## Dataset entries
+++
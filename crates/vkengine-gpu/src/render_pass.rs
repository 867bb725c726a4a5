//! Render passes, subpasses, attachments and framebuffers.
//!
//! A pass is described with a [`RenderPassBuilder`] and turned into an
//! immutable [`RenderPass`] by [`RenderPassBuilder::finalize`]. Framebuffers
//! can only be created from the finalized pass, so a pass can never change
//! shape underneath its framebuffers.

use crate::device::LogicalDevice;
use crate::error::{GpuError, Result};
use crate::image::{is_depth_format, ImageView};
use ash::vk;
use ash::vk::Handle;
use std::collections::HashSet;
use std::sync::atomic::{AtomicU64, Ordering};
use std::sync::Arc;

static NEXT_PASS_ID: AtomicU64 = AtomicU64::new(1);

/// Handle to an attachment of a particular render pass.
#[derive(Debug, Clone, Copy, PartialEq, Eq, Hash)]
pub struct AttachmentId {
    pass: u64,
    index: u32,
}

impl AttachmentId {
    /// Position in the pass's attachment list (creation order).
    pub fn index(self) -> u32 {
        self.index
    }
}

/// Handle to a subpass of a particular render pass.
#[derive(Debug, Clone, Copy, PartialEq, Eq, Hash)]
pub struct SubpassId {
    pass: u64,
    index: u32,
}

impl SubpassId {
    pub fn index(self) -> u32 {
        self.index
    }
}

/// What an attachment is written as.
#[derive(Debug, Clone, Copy, PartialEq, Eq)]
pub enum AttachmentKind {
    Color,
    Depth,
}

/// One attachment of a pass.
#[derive(Debug, Clone, Copy, PartialEq, Eq)]
pub struct Attachment {
    pub format: vk::Format,
    pub kind: AttachmentKind,
    pub extent: vk::Extent2D,
}

impl Attachment {
    fn description(&self) -> vk::AttachmentDescription {
        let base = vk::AttachmentDescription::default()
            .format(self.format)
            .samples(vk::SampleCountFlags::TYPE_1)
            .load_op(vk::AttachmentLoadOp::CLEAR)
            .stencil_load_op(vk::AttachmentLoadOp::DONT_CARE)
            .stencil_store_op(vk::AttachmentStoreOp::DONT_CARE)
            .initial_layout(vk::ImageLayout::UNDEFINED);

        match self.kind {
            // Swapchain images arrive undefined and leave ready for the compositor.
            AttachmentKind::Color => base
                .store_op(vk::AttachmentStoreOp::STORE)
                .final_layout(vk::ImageLayout::PRESENT_SRC_KHR),
            AttachmentKind::Depth => base
                .store_op(vk::AttachmentStoreOp::DONT_CARE)
                .final_layout(vk::ImageLayout::DEPTH_STENCIL_ATTACHMENT_OPTIMAL),
        }
    }

    fn clear_value(&self) -> vk::ClearValue {
        match self.kind {
            AttachmentKind::Color => vk::ClearValue {
                color: vk::ClearColorValue {
                    float32: [0.0, 0.0, 0.0, 1.0],
                },
            },
            AttachmentKind::Depth => vk::ClearValue {
                depth_stencil: vk::ClearDepthStencilValue {
                    depth: 1.0,
                    stencil: 0,
                },
            },
        }
    }
}

#[derive(Debug, Clone, Default)]
struct Subpass {
    colors: Vec<vk::AttachmentReference>,
    depth: Option<vk::AttachmentReference>,
}

/// Mutable description of a render pass.
pub struct RenderPassBuilder {
    id: u64,
    extent: vk::Extent2D,
    attachments: Vec<Attachment>,
    subpasses: Vec<Subpass>,
    dependencies: Vec<vk::SubpassDependency>,
}

impl RenderPassBuilder {
    /// Start describing a pass whose attachments are all `width` x `height`.
    pub fn new(width: u32, height: u32) -> Self {
        Self {
            id: NEXT_PASS_ID.fetch_add(1, Ordering::Relaxed),
            extent: vk::Extent2D { width, height },
            attachments: Vec::new(),
            subpasses: Vec::new(),
            dependencies: Vec::new(),
        }
    }

    /// Add an attachment; depth formats become depth attachments.
    pub fn create_attachment(&mut self, format: vk::Format) -> AttachmentId {
        let kind = if is_depth_format(format) {
            AttachmentKind::Depth
        } else {
            AttachmentKind::Color
        };
        self.attachments.push(Attachment {
            format,
            kind,
            extent: self.extent,
        });
        AttachmentId {
            pass: self.id,
            index: (self.attachments.len() - 1) as u32,
        }
    }

    /// Add a graphics subpass writing `colors` and optionally `depth`.
    pub fn create_subpass(
        &mut self,
        colors: &[AttachmentId],
        depth: Option<AttachmentId>,
    ) -> Result<SubpassId> {
        let colors = colors
            .iter()
            .map(|&id| {
                let attachment = self.attachment(id)?;
                if attachment.kind != AttachmentKind::Color {
                    return Err(GpuError::RenderPass(format!(
                        "attachment {} ({:?}) cannot be used as a color attachment",
                        id.index, attachment.format
                    )));
                }
                Ok(vk::AttachmentReference {
                    attachment: id.index,
                    layout: vk::ImageLayout::COLOR_ATTACHMENT_OPTIMAL,
                })
            })
            .collect::<Result<Vec<_>>>()?;

        let depth = depth
            .map(|id| {
                let attachment = self.attachment(id)?;
                if attachment.kind != AttachmentKind::Depth {
                    return Err(GpuError::RenderPass(format!(
                        "attachment {} ({:?}) cannot be used as a depth attachment",
                        id.index, attachment.format
                    )));
                }
                Ok(vk::AttachmentReference {
                    attachment: id.index,
                    layout: vk::ImageLayout::DEPTH_STENCIL_ATTACHMENT_OPTIMAL,
                })
            })
            .transpose()?;

        self.subpasses.push(Subpass { colors, depth });
        Ok(SubpassId {
            pass: self.id,
            index: (self.subpasses.len() - 1) as u32,
        })
    }

    /// Make `subpass` wait for work submitted before the pass to finish
    /// writing its attachments, so the acquired image is not written early.
    ///
    /// With a depth attachment the previous frame's depth writes are also
    /// made available before the shared depth image is cleared again.
    pub fn add_start_external_dependency(&mut self, subpass: SubpassId) -> Result<()> {
        let depth = self.subpass(subpass)?.depth.is_some();
        self.dependencies
            .push(start_dependency(depth).dst_subpass(subpass.index));
        Ok(())
    }

    /// Make work after the pass wait for `subpass`'s color output.
    pub fn add_end_external_dependency(&mut self, subpass: SubpassId) -> Result<()> {
        self.subpass(subpass)?;

        self.dependencies.push(
            vk::SubpassDependency::default()
                .src_subpass(subpass.index)
                .dst_subpass(vk::SUBPASS_EXTERNAL)
                .src_stage_mask(vk::PipelineStageFlags::COLOR_ATTACHMENT_OUTPUT)
                .src_access_mask(vk::AccessFlags::COLOR_ATTACHMENT_WRITE)
                .dst_stage_mask(vk::PipelineStageFlags::BOTTOM_OF_PIPE)
                .dst_access_mask(vk::AccessFlags::empty()),
        );
        Ok(())
    }

    /// Make `subpass` read what `other` wrote. `other` must come first.
    pub fn depend_on(&mut self, subpass: SubpassId, other: SubpassId) -> Result<()> {
        self.subpass(subpass)?;
        self.subpass(other)?;
        if other.index >= subpass.index {
            return Err(GpuError::RenderPass(format!(
                "subpass {} cannot depend on subpass {}, which does not precede it",
                subpass.index, other.index
            )));
        }

        self.dependencies.push(
            vk::SubpassDependency::default()
                .src_subpass(other.index)
                .dst_subpass(subpass.index)
                .src_stage_mask(
                    vk::PipelineStageFlags::COLOR_ATTACHMENT_OUTPUT
                        | vk::PipelineStageFlags::LATE_FRAGMENT_TESTS,
                )
                .src_access_mask(
                    vk::AccessFlags::COLOR_ATTACHMENT_WRITE
                        | vk::AccessFlags::DEPTH_STENCIL_ATTACHMENT_WRITE,
                )
                .dst_stage_mask(vk::PipelineStageFlags::FRAGMENT_SHADER)
                .dst_access_mask(
                    vk::AccessFlags::INPUT_ATTACHMENT_READ | vk::AccessFlags::SHADER_READ,
                )
                .dependency_flags(vk::DependencyFlags::BY_REGION),
        );
        Ok(())
    }

    /// Check the description can be turned into a pass.
    pub fn validate(&self) -> Result<()> {
        if self.attachments.is_empty() {
            return Err(GpuError::RenderPass("render pass has no attachments".into()));
        }
        if self.subpasses.is_empty() {
            return Err(GpuError::RenderPass("render pass has no subpasses".into()));
        }
        Ok(())
    }

    /// Create the Vulkan render pass. The builder is consumed.
    pub fn finalize(self, device: &Arc<LogicalDevice>) -> Result<Arc<RenderPass>> {
        self.validate()?;

        let attachment_descriptions: Vec<vk::AttachmentDescription> =
            self.attachments.iter().map(Attachment::description).collect();

        let subpass_descriptions: Vec<vk::SubpassDescription> = self
            .subpasses
            .iter()
            .map(|subpass| {
                let description = vk::SubpassDescription::default()
                    .pipeline_bind_point(vk::PipelineBindPoint::GRAPHICS)
                    .color_attachments(&subpass.colors);
                match &subpass.depth {
                    Some(depth) => description.depth_stencil_attachment(depth),
                    None => description,
                }
            })
            .collect();

        let create_info = vk::RenderPassCreateInfo::default()
            .attachments(&attachment_descriptions)
            .subpasses(&subpass_descriptions)
            .dependencies(&self.dependencies);

        let render_pass = unsafe { device.handle().create_render_pass(&create_info, None)? };

        tracing::debug!(
            "Render pass created: {} attachments, {} subpasses, {} dependencies",
            self.attachments.len(),
            self.subpasses.len(),
            self.dependencies.len()
        );

        Ok(Arc::new(RenderPass {
            device: Arc::clone(device),
            render_pass,
            id: self.id,
            extent: self.extent,
            attachments: self.attachments,
            subpass_colors: self.subpasses.iter().map(|s| s.colors.len()).collect(),
            subpass_depth: self.subpasses.iter().map(|s| s.depth.is_some()).collect(),
        }))
    }

    fn attachment(&self, id: AttachmentId) -> Result<&Attachment> {
        if id.pass != self.id {
            return Err(GpuError::RenderPass(
                "attachment belongs to a different render pass".into(),
            ));
        }
        self.attachments
            .get(id.index as usize)
            .ok_or_else(|| GpuError::RenderPass(format!("no attachment {}", id.index)))
    }

    fn subpass(&self, id: SubpassId) -> Result<&Subpass> {
        if id.pass != self.id {
            return Err(GpuError::RenderPass(
                "subpass belongs to a different render pass".into(),
            ));
        }
        self.subpasses
            .get(id.index as usize)
            .ok_or_else(|| GpuError::RenderPass(format!("no subpass {}", id.index)))
    }

    #[cfg(test)]
    fn dependencies(&self) -> &[vk::SubpassDependency] {
        &self.dependencies
    }
}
+++
## Work to be completed
Write out the lines of the entries, word for word, from the first through the one containing "use std::collections::HashSet;", and stop at that line.

## Answer below
filename crates/vkengine-gpu/src/render_pass.rs
repository 867bb725c726a4a5
//! Render passes, subpasses, attachments and framebuffers.
//!
//! A pass is described with a [`RenderPassBuilder`] and turned into an
//! immutable [`RenderPass`] by [`RenderPassBuilder::finalize`]. Framebuffers
//! can only be created from the finalized pass, so a pass can never change
//! shape underneath its framebuffers.

use crate::device::LogicalDevice;
use crate::error::{GpuError, Result};
use crate::image::{is_depth_format, ImageView};
use ash::vk;
use ash::vk::Handle;
use std::collections::HashSet;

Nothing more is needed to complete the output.